Engineers in the US have invented a new computer chip that replaces the silicon in conventional chips with nano-materials that can be stacked, changing the landscape from a resource-heavy single-storey layout to a more efficient 'skyscraper' approach. 

Their new multi-layer chip, called N3XT, is designed to break data bottlenecks by laying processors and memory chips on top of each other like floors in a skyscraper, rather than side by side. "When you combine higher speed with lower energy use, N3XT systems outperform conventional approaches by a factor of a thousand," says one of the researchers, H. S. Philip Wong from Stanford University. 

If you think about current computer systems, they're arranged just like a sleepy suburb dominated by single-storey houses. The processors and silicon memory chips are arranged next to each other, which means a whole lot of space is being taken up by a single device. 

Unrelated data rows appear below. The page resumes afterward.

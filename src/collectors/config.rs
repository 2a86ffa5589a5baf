use super::UpdateTier;
use anyhow::{Result, bail};
use std::collections::HashSet;
use std::time::Duration;
use tracing::warn;

/// Per-tier collection intervals.
///
/// Ordering fast ≤ medium ≤ slow is enforced here, at configuration time.
/// Medium being an integer multiple of fast keeps the tiers phase-aligned;
/// that one is only advisory.
#[derive(Clone, Debug)]
pub struct TierIntervals {
    fast: Duration,
    medium: Duration,
    slow: Duration,
}

impl TierIntervals {
    pub fn new(fast_secs: u64, medium_secs: u64, slow_secs: u64) -> Result<Self> {
        if fast_secs == 0 || medium_secs == 0 || slow_secs == 0 {
            bail!("tier intervals must be positive");
        }
        if fast_secs > medium_secs || medium_secs > slow_secs {
            bail!(
                "tier intervals must be ordered fast <= medium <= slow, got {fast_secs}s/{medium_secs}s/{slow_secs}s"
            );
        }
        if medium_secs % fast_secs != 0 {
            warn!(
                fast_secs,
                medium_secs, "medium interval is not a multiple of the fast interval"
            );
        }

        Ok(Self {
            fast: Duration::from_secs(fast_secs),
            medium: Duration::from_secs(medium_secs),
            slow: Duration::from_secs(slow_secs),
        })
    }

    pub fn interval(&self, tier: UpdateTier) -> Duration {
        match tier {
            UpdateTier::Fast => self.fast,
            UpdateTier::Medium => self.medium,
            UpdateTier::Slow => self.slow,
        }
    }
}

impl Default for TierIntervals {
    fn default() -> Self {
        Self {
            fast: Duration::from_secs(60),
            medium: Duration::from_secs(300),
            slow: Duration::from_secs(900),
        }
    }
}

#[derive(Clone, Debug, Default)]
pub struct CollectorConfig {
    pub enabled_collectors: HashSet<String>,
}

impl CollectorConfig {
    /// Create an empty config
    pub fn new() -> Self {
        Self::default()
    }

    /// Enable collectors by name
    pub fn with_enabled(mut self, collectors: &[String]) -> Self {
        self.enabled_collectors = collectors.iter().cloned().collect();
        self
    }

    /// Check if a collector is enabled
    pub fn is_enabled(&self, name: &str) -> bool {
        self.enabled_collectors.contains(name)
    }
}
//! Dashboard API client.
//!
//! Thin typed wrapper over the vendor's REST API: bearer auth, cursor
//! pagination via the `Link` header, and an optional global semaphore that
//! bounds concurrent requests across all collectors (the vendor rate-limits
//! per organization, so the ceiling is shared, not per collector).

use prometheus::CounterVec;
use secrecy::{ExposeSecret, SecretString};
use serde::de::DeserializeOwned;
use std::{sync::Arc, time::Duration};
use tokio::sync::Semaphore;
use tracing::warn;
use url::Url;

pub mod error;
pub mod types;

use error::ApiError;
use types::{
    Device, DeviceStatus, LicenseOverview, Network, NetworkClient, Organization,
    UplinkLossLatency, UplinkStatus,
};

/// Hard stop for runaway pagination; the vendor caps real result sets well
/// below this.
const MAX_PAGES: usize = 500;

#[derive(Debug, Clone)]
pub struct ApiSettings {
    pub base_url: String,
    pub key: SecretString,
    pub timeout: Duration,
    /// Global ceiling on in-flight requests; `None` disables the limiter.
    pub max_concurrent_requests: Option<usize>,
}

/// Records every outbound API call as `{call, outcome}` on a counter owned by
/// the run-stats registry.
#[derive(Clone)]
pub struct ApiCallRecorder {
    requests: CounterVec,
}

impl ApiCallRecorder {
    pub fn new(requests: CounterVec) -> Self {
        Self { requests }
    }

    pub fn record(&self, call: &str, outcome: &str) {
        self.requests.with_label_values(&[call, outcome]).inc();
    }
}

pub struct DashboardApi {
    http: reqwest::Client,
    base: Url,
    key: SecretString,
    limiter: Option<Arc<Semaphore>>,
    calls: ApiCallRecorder,
}

impl DashboardApi {
    pub fn new(settings: &ApiSettings, calls: ApiCallRecorder) -> anyhow::Result<Self> {
        let http = reqwest::Client::builder()
            .timeout(settings.timeout)
            .user_agent(concat!("dash_exporter/", env!("CARGO_PKG_VERSION")))
            .build()?;

        // Url::join treats the last path segment as a file unless the base
        // ends with a slash.
        let mut base_url = settings.base_url.clone();
        if !base_url.ends_with('/') {
            base_url.push('/');
        }
        let base = Url::parse(&base_url)?;

        let limiter = settings
            .max_concurrent_requests
            .filter(|&n| n > 0)
            .map(|n| Arc::new(Semaphore::new(n)));

        Ok(Self {
            http,
            base,
            key: settings.key.clone(),
            limiter,
            calls,
        })
    }

    pub async fn organizations(&self) -> Result<Vec<Organization>, ApiError> {
        self.get_paginated("organizations", "organizations", &[]).await
    }

    pub async fn networks(&self, org_id: &str) -> Result<Vec<Network>, ApiError> {
        self.get_paginated("networks", &format!("organizations/{org_id}/networks"), &[])
            .await
    }

    pub async fn devices(&self, org_id: &str) -> Result<Vec<Device>, ApiError> {
        self.get_paginated("devices", &format!("organizations/{org_id}/devices"), &[])
            .await
    }

    pub async fn device_statuses(&self, org_id: &str) -> Result<Vec<DeviceStatus>, ApiError> {
        self.get_paginated(
            "device_statuses",
            &format!("organizations/{org_id}/devices/statuses"),
            &[],
        )
        .await
    }

    pub async fn uplink_statuses(&self, org_id: &str) -> Result<Vec<UplinkStatus>, ApiError> {
        self.get_paginated(
            "uplink_statuses",
            &format!("organizations/{org_id}/uplinks/statuses"),
            &[],
        )
        .await
    }

    /// Loss/latency probes over the last two minutes, one series per uplink.
    pub async fn uplink_loss_latency(
        &self,
        org_id: &str,
    ) -> Result<Vec<UplinkLossLatency>, ApiError> {
        self.get_paginated(
            "uplink_loss_latency",
            &format!("organizations/{org_id}/devices/uplinks/lossAndLatency"),
            &[("timespan", "120")],
        )
        .await
    }

    pub async fn network_clients(&self, network_id: &str) -> Result<Vec<NetworkClient>, ApiError> {
        self.get_paginated(
            "network_clients",
            &format!("networks/{network_id}/clients"),
            &[("timespan", "300")],
        )
        .await
    }

    pub async fn license_overview(&self, org_id: &str) -> Result<LicenseOverview, ApiError> {
        let url = self.url(&format!("organizations/{org_id}/licenses/overview"), &[])?;
        let (overview, _) = self.request("license_overview", url).await?;
        Ok(overview)
    }

    fn url(&self, path: &str, query: &[(&str, &str)]) -> Result<Url, ApiError> {
        let mut url = self
            .base
            .join(path)
            .map_err(|e| ApiError::Validation(format!("bad request path {path:?}: {e}")))?;
        for (k, v) in query {
            url.query_pairs_mut().append_pair(k, v);
        }
        Ok(url)
    }

    async fn get_paginated<T: DeserializeOwned>(
        &self,
        call: &'static str,
        path: &str,
        query: &[(&str, &str)],
    ) -> Result<Vec<T>, ApiError> {
        let mut first = self.url(path, query)?;
        first.query_pairs_mut().append_pair("perPage", "1000");

        let mut out = Vec::new();
        let mut next = Some(first);
        let mut pages = 0usize;

        while let Some(url) = next {
            let (mut batch, link): (Vec<T>, Option<Url>) = self.request(call, url).await?;
            out.append(&mut batch);
            next = link;

            pages += 1;
            if pages >= MAX_PAGES {
                warn!(call, pages, "pagination stopped at page cap");
                break;
            }
        }

        Ok(out)
    }

    /// One HTTP round trip: permit, status mapping, decode, next-page link.
    async fn request<T: DeserializeOwned>(
        &self,
        call: &'static str,
        url: Url,
    ) -> Result<(T, Option<Url>), ApiError> {
        let _permit = match &self.limiter {
            Some(sem) => sem.acquire().await.ok(),
            None => None,
        };

        let response = match self
            .http
            .get(url)
            .bearer_auth(self.key.expose_secret())
            .send()
            .await
        {
            Ok(response) => response,
            Err(err) => {
                let err = ApiError::from(err);
                self.calls.record(call, err.kind().as_str());
                return Err(err);
            }
        };

        let status = response.status();
        if !status.is_success() {
            let retry_after = response
                .headers()
                .get("retry-after")
                .and_then(|v| v.to_str().ok())
                .and_then(|s| s.trim().parse().ok());
            let err = classify_status(status.as_u16(), retry_after);
            self.calls.record(call, err.kind().as_str());
            return Err(err);
        }

        let next = response
            .headers()
            .get("link")
            .and_then(|v| v.to_str().ok())
            .and_then(parse_next_link)
            .and_then(|raw| Url::parse(&raw).ok());

        match response.json::<T>().await {
            Ok(body) => {
                self.calls.record(call, "success");
                Ok((body, next))
            }
            Err(err) => {
                let err = ApiError::Validation(err.to_string());
                self.calls.record(call, err.kind().as_str());
                Err(err)
            }
        }
    }
}

fn classify_status(status: u16, retry_after: Option<u64>) -> ApiError {
    match status {
        429 => ApiError::RateLimited { retry_after },
        400 | 404 => ApiError::NotAvailable { status },
        500..=599 => ApiError::Server { status },
        _ => ApiError::Client { status },
    }
}

/// Extract the `rel=next` target from a `Link` header, if any.
fn parse_next_link(header: &str) -> Option<String> {
    for part in header.split(',') {
        let mut pieces = part.split(';');
        let target = pieces.next()?.trim();
        let is_next = pieces
            .any(|p| matches!(p.trim(), "rel=next" | "rel=\"next\"" | "rel='next'"));
        if is_next && target.starts_with('<') && target.ends_with('>') {
            return Some(target[1..target.len() - 1].to_string());
        }
    }
    None
}

#[cfg(test)]
mod tests {
    use super::*;
    use axum::{
        Router,
        extract::Query,
        http::{HeaderMap, StatusCode, header},
        response::IntoResponse,
        routing::get,
    };
    use prometheus::Opts;
    use std::collections::HashMap;

    fn recorder() -> (ApiCallRecorder, CounterVec) {
        let requests = CounterVec::new(
            Opts::new("test_api_requests_total", "test"),
            &["call", "outcome"],
        )
        .unwrap();
        (ApiCallRecorder::new(requests.clone()), requests)
    }

    fn api_for(addr: std::net::SocketAddr, calls: ApiCallRecorder) -> DashboardApi {
        let settings = ApiSettings {
            base_url: format!("http://{addr}/api/v1"),
            key: SecretString::from("test-key"),
            timeout: Duration::from_secs(2),
            max_concurrent_requests: Some(4),
        };
        DashboardApi::new(&settings, calls).unwrap()
    }

    async fn serve(router: Router) -> std::net::SocketAddr {
        let listener = tokio::net::TcpListener::bind("127.0.0.1:0").await.unwrap();
        let addr = listener.local_addr().unwrap();
        tokio::spawn(async move {
            axum::serve(listener, router.into_make_service()).await.ok();
        });
        addr
    }

    #[test]
    fn test_parse_next_link() {
        let header = r#"<https://api.example.com/api/v1/organizations?perPage=1000&startingAfter=abc>; rel="next", <https://api.example.com/api/v1/organizations?perPage=1000>; rel="first""#;
        assert_eq!(
            parse_next_link(header).as_deref(),
            Some("https://api.example.com/api/v1/organizations?perPage=1000&startingAfter=abc")
        );
        assert_eq!(parse_next_link(r#"<https://x>; rel="prev""#), None);
        assert_eq!(parse_next_link(""), None);
    }

    #[test]
    fn test_classify_status() {
        assert!(matches!(
            classify_status(429, Some(3)),
            ApiError::RateLimited { retry_after: Some(3) }
        ));
        assert!(matches!(classify_status(404, None), ApiError::NotAvailable { status: 404 }));
        assert!(matches!(classify_status(400, None), ApiError::NotAvailable { status: 400 }));
        assert!(matches!(classify_status(403, None), ApiError::Client { status: 403 }));
        assert!(matches!(classify_status(502, None), ApiError::Server { status: 502 }));
    }

    // Two pages: the first carries a rel=next link, the second does not.
    async fn paged_orgs(
        Query(params): Query<HashMap<String, String>>,
        headers: HeaderMap,
    ) -> impl IntoResponse {
        let host = headers
            .get(header::HOST)
            .and_then(|v| v.to_str().ok())
            .unwrap_or("localhost")
            .to_string();

        let mut out = HeaderMap::new();
        out.insert(header::CONTENT_TYPE, "application/json".parse().unwrap());

        if params.contains_key("startingAfter") {
            (out, r#"[{"id":"3","name":"gamma"}]"#)
        } else {
            let link = format!(
                "<http://{host}/api/v1/organizations?perPage=1000&startingAfter=2>; rel=\"next\""
            );
            out.insert("link", link.parse().unwrap());
            (out, r#"[{"id":"1","name":"alpha"},{"id":"2","name":"beta"}]"#)
        }
    }

    #[tokio::test]
    async fn test_pagination_follows_link_header() {
        let router = Router::new().route("/api/v1/organizations", get(paged_orgs));
        let addr = serve(router).await;

        let (calls, requests) = recorder();
        let api = api_for(addr, calls);

        let orgs = api.organizations().await.unwrap();
        assert_eq!(orgs.len(), 3);
        assert_eq!(orgs[2].name, "gamma");

        // Both pages recorded as successful calls.
        assert_eq!(
            requests
                .with_label_values(&["organizations", "success"])
                .get() as u64,
            2
        );
    }

    #[tokio::test]
    async fn test_rate_limit_maps_to_typed_error() {
        let router = Router::new().route(
            "/api/v1/organizations",
            get(|| async {
                let mut headers = HeaderMap::new();
                headers.insert("retry-after", "2".parse().unwrap());
                (StatusCode::TOO_MANY_REQUESTS, headers, "")
            }),
        );
        let addr = serve(router).await;

        let (calls, requests) = recorder();
        let api = api_for(addr, calls);

        let err = api.organizations().await.unwrap_err();
        assert!(matches!(err, ApiError::RateLimited { retry_after: Some(2) }));
        assert_eq!(
            requests
                .with_label_values(&["organizations", "rate_limit"])
                .get() as u64,
            1
        );
    }

    #[tokio::test]
    async fn test_missing_endpoint_is_not_available() {
        let router = Router::new();
        let addr = serve(router).await;

        let (calls, _) = recorder();
        let api = api_for(addr, calls);

        let err = api.license_overview("org1").await.unwrap_err();
        assert!(err.is_not_available());
    }

    #[tokio::test]
    async fn test_server_error_maps_to_server_kind() {
        let router = Router::new().route(
            "/api/v1/organizations",
            get(|| async { StatusCode::INTERNAL_SERVER_ERROR }),
        );
        let addr = serve(router).await;

        let (calls, _) = recorder();
        let api = api_for(addr, calls);

        let err = api.organizations().await.unwrap_err();
        assert!(matches!(err, ApiError::Server { status: 500 }));
    }

    #[tokio::test]
    async fn test_malformed_body_is_validation() {
        let router = Router::new().route(
            "/api/v1/organizations",
            get(|| async {
                (
                    [(header::CONTENT_TYPE, "application/json")],
                    r#"{"not": "a list"}"#,
                )
            }),
        );
        let addr = serve(router).await;

        let (calls, _) = recorder();
        let api = api_for(addr, calls);

        let err = api.organizations().await.unwrap_err();
        assert!(matches!(err, ApiError::Validation(_)));
    }
}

This also means that the digital signals often have to travel across relatively long distances, which not only wastes processing time and energy, it risks bottlenecking, which occurs when a lot of data is trying to travel across the same circuit.

But what if computer systems could be built more like a city, filled with super-efficient skyscrapers that could fit more processors and chips into tinier spaces, with less distance between them? That's the concept behind the N3XT (Nano-Engineered Computing Systems Technology), and while this certainly isn't a new idea, Wong and his team have figured out how to actually make it work.

The problem with stacked computer chips in the past has been silicon. It works great in our current computer systems, but because it has to be heated to about 982ºC (1,800ºF) during manufacture, it's virtually impossible to stack silicon chips without the one on top damaging the one on the bottom. 

The best we have right now are three-dimentional, or 'stacked', chips that are composed of two silicon chips, made separately, and then connected by a few thousand wires. That might seem like a lot of wires, but relatively speaking, it's not many at all, which means a lot of energy is needed to push the data from one chip to another. 

Instead, the researchers at Stanford decided to build their stacked chips by replacing conventional transistors with carbon nanotube transistors (CNTs). These are not only faster than silicon transistors, but because they don't require such high temperatures during manufacture, they can also be layered between memory chips without causing any damage. 

The team also replaced existing silicon chips with what's known as resistive random-access memory, or RRAM, which uses tiny jolts of electricity to switch memory cells between the binary states of zero and one. Millions of devices called vias are used to connect each RRAM and CNT layer like tiny electronic 'elevators' that allow data to travel over much smaller distances than traditional circuits, and thermal cooling layers are installed between the layers to ensure that the heat they generate doesn't build up and cause long-term degradation.

The team demonstrated a four-layer prototype made from two layers of RRAM memory and two layers of CNTs at the 2014 International Electron Devices Meeting, and in an upcoming paper in the IEEE Computer journal, describe how they've run simulations showing how their more advanced skyscraper approach is 1,000 times more efficient than conventional computer systems.

They now just have to convince the industry to invest in the huge infrastructure change that would be needed to step away from silicon and towards a potentially much more efficient system, but they say the pay-off would be massive. And of course, a working prototype - not just simulations - would be required to really prove the capabilities of N3XT.

"There are huge volumes of data that sit within our reach and are relevant to some of society's most pressing problems from health care to climate change, but we lack the computational horsepower to bring this data to light and use it," said one of the team, computer scientist Chris Re. "As we all hope in the N3XT project, we may have to boost horsepower to solve some of these pressing challenges."